I’ll not turn this into a political blog, but suffice it to say, I’m not a fan. But, seeing as the repeal of the Affordable Care Act (ACA) is on the top of the new administration’s “To-do” list, some passing thoughts on the topic here are not out of line.

When I decided to leave my job five years ago and move from Indiana to San Diego (about 15 months after my surgery), my health insurance was intact through COBRA coverage. (For those readers outside the U.S., the Consolidated Omnibus Budget Reconciliation Act (COBRA) of 1985 gave employees who left their company the right to continue their health insurance coverage through their former employer’s health plan for up to 18 months after leaving.)

My COBRA coverage ended in September 2013, just a few months before the ACA’s requirement to cover individuals with preexisting conditions kicked in on 1 January 2014. I tried to purchase insurance on my own long before the September expiration of my coverage, but was told that I was uninsurable because of my prostate cancer diagnosis or, if they would cover me, the monthly premiums would have been north of $2,500 USD per month.

I’m a veteran of the U.S. Navy, so in May or June of 2013, I turned to the Veterans Administration (VA) to see if I would be eligible for care.

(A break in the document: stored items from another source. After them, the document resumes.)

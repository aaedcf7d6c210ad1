//! Clock broadcaster (leader side)
//!
//! Emits the session clock at a fixed interval to the sync port, and to the
//! leader's own session so the leader's player is corrected against the same
//! timeline. A failed send is logged and skipped. On cancel a stop hint goes
//! out once.

use std::net::SocketAddr;
use std::sync::Arc;
use std::time::{Duration, Instant};

use kitchenproto::{SyncMessage, SyncPacket};
use tokio::net::UdpSocket;
use tokio::sync::mpsc;
use tokio::sync::mpsc::error::TrySendError;
use tokio::task::JoinHandle;
use tokio_util::sync::CancellationToken;
use tracing::{debug, info, trace, warn};

use crate::net::{monotonic_micros, send_message};
use crate::session::SessionEvent;

/// Monotonic session clock, captured at session start.
#[derive(Debug, Clone, Copy)]
pub struct SessionClock {
    epoch: u64,
    started: Instant,
}

impl SessionClock {
    pub fn start(epoch: u64) -> Self {
        Self {
            epoch,
            started: Instant::now(),
        }
    }

    pub fn epoch(&self) -> u64 {
        self.epoch
    }

    pub fn elapsed_seconds(&self) -> f64 {
        self.started.elapsed().as_secs_f64()
    }

    pub fn packet(&self, leader_id: &str) -> SyncPacket {
        SyncPacket {
            session_epoch_id: self.epoch,
            elapsed_seconds: self.elapsed_seconds(),
            send_timestamp: monotonic_micros(),
            leader_id: leader_id.to_string(),
        }
    }
}

pub struct Broadcaster {
    socket: Arc<UdpSocket>,
    target: SocketAddr,
    clock: SessionClock,
    leader_id: String,
    interval: Duration,
    local: Option<mpsc::Sender<SessionEvent>>,
}

impl Broadcaster {
    pub fn new(
        socket: Arc<UdpSocket>,
        target: SocketAddr,
        clock: SessionClock,
        leader_id: impl Into<String>,
        interval: Duration,
    ) -> Self {
        Self {
            socket,
            target,
            clock,
            leader_id: leader_id.into(),
            interval,
            local: None,
        }
    }

    /// Also feed every message to a local session.
    pub fn with_local(mut self, events: mpsc::Sender<SessionEvent>) -> Self {
        self.local = Some(events);
        self
    }

    /// Run until cancelled. The task yields the number of sync packets sent.
    pub fn spawn(self, cancel: CancellationToken) -> JoinHandle<u64> {
        tokio::spawn(self.run(cancel))
    }

    async fn run(self, cancel: CancellationToken) -> u64 {
        let mut ticker = tokio::time::interval(self.interval);
        ticker.set_missed_tick_behavior(tokio::time::MissedTickBehavior::Skip);
        let mut sent = 0u64;
        info!(
            epoch = self.clock.epoch(),
            target = %self.target,
            interval_ms = self.interval.as_millis() as u64,
            "clock broadcast started"
        );

        loop {
            tokio::select! {
                biased;
                _ = cancel.cancelled() => break,
                _ = ticker.tick() => {
                    let packet = self.clock.packet(&self.leader_id);
                    if self.emit(SyncMessage::Sync(packet)).await {
                        sent += 1;
                    }
                }
            }
        }

        self.emit(SyncMessage::Stop {
            session_epoch_id: self.clock.epoch(),
            leader_id: self.leader_id.clone(),
        })
        .await;
        info!(epoch = self.clock.epoch(), sent, "clock broadcast stopped");
        sent
    }

    /// Returns true if the network send succeeded.
    async fn emit(&self, message: SyncMessage) -> bool {
        let delivered = match send_message(self.socket.as_ref(), &message, self.target).await {
            Ok(()) => true,
            Err(e) => {
                warn!(error = %e, "sync send failed");
                false
            }
        };

        if let Some(local) = &self.local {
            let event = SessionEvent::Packet {
                message,
                received_at: Instant::now(),
            };
            match local.try_send(event) {
                Ok(()) => {}
                Err(TrySendError::Full(_)) => trace!("local session busy, packet dropped"),
                Err(TrySendError::Closed(_)) => debug!("local session gone"),
            }
        }
        delivered
    }
}
impl FollowerControl {
    pub fn new(
        socket: Arc<UdpSocket>,
        node_id: impl Into<String>,
        media: Option<String>,
        session: mpsc::Sender<SessionEvent>,
        snapshots: watch::Receiver<SyncSnapshot>,
        leader: Arc<LeaderAddress>,
    ) -> Self {
        Self {
            socket,
            node_id: node_id.into(),
            media,
            session,
            snapshots,
            leader,
            pings: Mutex::new(HashMap::new()),
            next_nonce: AtomicU64::new(1),
        }
    }

    pub fn local_addr(&self) -> Result<SocketAddr> {
        self.socket.local_addr().context("control socket has no local address")
    }

    pub fn spawn(self: Arc<Self>, receive_timeout: Duration, cancel: CancellationToken) -> JoinHandle<()> {
        tokio::spawn(async move { self.run(receive_timeout, cancel).await })
    }

    async fn run(&self, receive_timeout: Duration, cancel: CancellationToken) {
        let mut buf = datagram_buffer();
        loop {
            tokio::select! {
                _ = cancel.cancelled() => break,
                received = recv_message::<ControlMessage>(&self.socket, &mut buf, receive_timeout) => match received {
                    Ok(Received::Message(message, from)) => self.handle(message, from).await,
                    Ok(Received::Malformed(e, from)) => {
                        warn!(%from, error = %e, "dropping malformed control datagram");
                    }
                    Ok(Received::Timeout) => {}
                    Err(e) => {
                        warn!(error = %e, "control receive failed");
                        tokio::time::sleep(receive_timeout).await;
                    }
                },
            }
        }
        debug!("follower control listener stopped");
    }

    async fn handle(&self, message: ControlMessage, from: SocketAddr) {
        match message {
            ControlMessage::Start {
                session_epoch_id,
                schedule,
            } => {
                self.leader.learn(from.ip()).await;
                let schedule = match schedule.map(CueSchedule::from_cues).transpose() {
                    Ok(schedule) => schedule,
                    Err(e) => {
                        warn!(error = %e, "start carried an invalid schedule, using local schedule");
                        None
                    }
                };
                debug!(epoch = session_epoch_id, with_schedule = schedule.is_some(), "start command");
                self.forward(SessionEvent::Start {
                    epoch: session_epoch_id,
                    schedule,
                })
                .await;
            }
            ControlMessage::Stop { session_epoch_id } => {
                debug!(epoch = ?session_epoch_id, "stop command");
                self.forward(SessionEvent::Stop {
                    epoch: session_epoch_id,
                })
                .await;
            }
            ControlMessage::StatusRequest => {
                let report = self.report();
                let response = ControlMessage::StatusResponse(report);
                if let Err(e) = send_message(&self.socket, &response, from).await {
                    warn!(%from, error = %e, "status response send failed");
                }
            }
            ControlMessage::UpdateSchedule { schedule } => match CueSchedule::from_cues(schedule) {
                Ok(schedule) => self.forward(SessionEvent::Schedule(schedule)).await,
                Err(e) => warn!(error = %e, "rejected schedule update"),
            },
            ControlMessage::Pong { nonce, .. } => {
                self.leader.learn(from.ip()).await;
                let sent = self.pings.lock().await.remove(&nonce);
                match sent {
                    Some(sent) => {
                        let rtt = sent.elapsed();
                        trace!(rtt_us = rtt.as_micros() as u64, "pong");
                        self.forward(SessionEvent::Latency(rtt.as_secs_f64() / 2.0)).await;
                    }
                    None => trace!(nonce, "unmatched pong"),
                }
            }
            other => debug!(kind = other.kind(), %from, "ignoring leader-bound control message"),
        }
    }

    pub fn report(&self) -> StatusReport {
        self.snapshots.borrow().report(&self.node_id)
    }

    async fn forward(&self, event: SessionEvent) {
        if self.session.send(event).await.is_err() {
            debug!("session gone, control event dropped");
        }
    }

    /// One heartbeat round: `register` (first round) or `heartbeat`, then a
    /// `ping` for latency.
    async fn beat(&self, register: bool) -> Result<()> {
        let status = self.snapshots.borrow().status_label().to_string();
        let target = self.leader.target().await;
        let message = if register {
            ControlMessage::Register {
                node_id: self.node_id.clone(),
                status,
                media: self.media.clone(),
            }
        } else {
            ControlMessage::Heartbeat {
                node_id: self.node_id.clone(),
                status,
            }
        };
        send_message(&self.socket, &message, target).await?;

        let nonce = self.next_nonce.fetch_add(1, Ordering::Relaxed);
        {
            let mut pings = self.pings.lock().await;
            pings.retain(|_, sent| sent.elapsed() < PING_EXPIRY);
            pings.insert(nonce, Instant::now());
        }
        send_message(
            &self.socket,
            &ControlMessage::Ping {
                node_id: self.node_id.clone(),
                nonce,
            },
            target,
        )
        .await
    }

    /// Register, then heartbeat and ping every `interval` until cancelled.
    pub fn spawn_heartbeat(self: Arc<Self>, interval: Duration, cancel: CancellationToken) -> JoinHandle<()> {
        tokio::spawn(async move {
            let mut ticker = tokio::time::interval(interval);
            ticker.set_missed_tick_behavior(tokio::time::MissedTickBehavior::Skip);
            let mut registered = false;

            loop {
                tokio::select! {
                    _ = ticker.tick() => {
                        match self.beat(!registered).await {
                            Ok(()) => registered = true,
                            Err(e) => warn!(error = %e, "heartbeat send failed"),
                        }
                    }
                    _ = cancel.cancelled() => {
                        debug!("heartbeat task shutting down");
                        break;
                    }
                }
            }
        })
    }
}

For those who don’t know, there is a tiered eligibility system in place to determine your eligibility and your level of care with the VA. Not all veterans will be eligible for care. Fortunately (?) for me, I served in-theater in the Persian Gulf during Operation Desert Shield/Desert Storm during the first Gulf War. That made me eligible for coverage under the VA, and it’s where I’ve been getting my cancer care ever since.

We’ve already heard discussions of lifetime caps on coverage being reimposed; debates over preexisting conditions; and a host of other changes that scare the crap out of most people, cancer patients in particular. The administration has already imposed an across-the-board federal government hiring freeze at a time when the VA healthcare system is struggling to provide quality care to all the veterans from the Iraq and Afghanistan wars, as well as to veterans like me. It’s simply bonkers (that’s a technical term).

So I’ll climb down off my soapbox now and thank the new administration for pushing the notion of cancer recurrence pretty much completely out of my mind for the last two months. There are bigger things for me to deal with than piddly little ol’ cancer.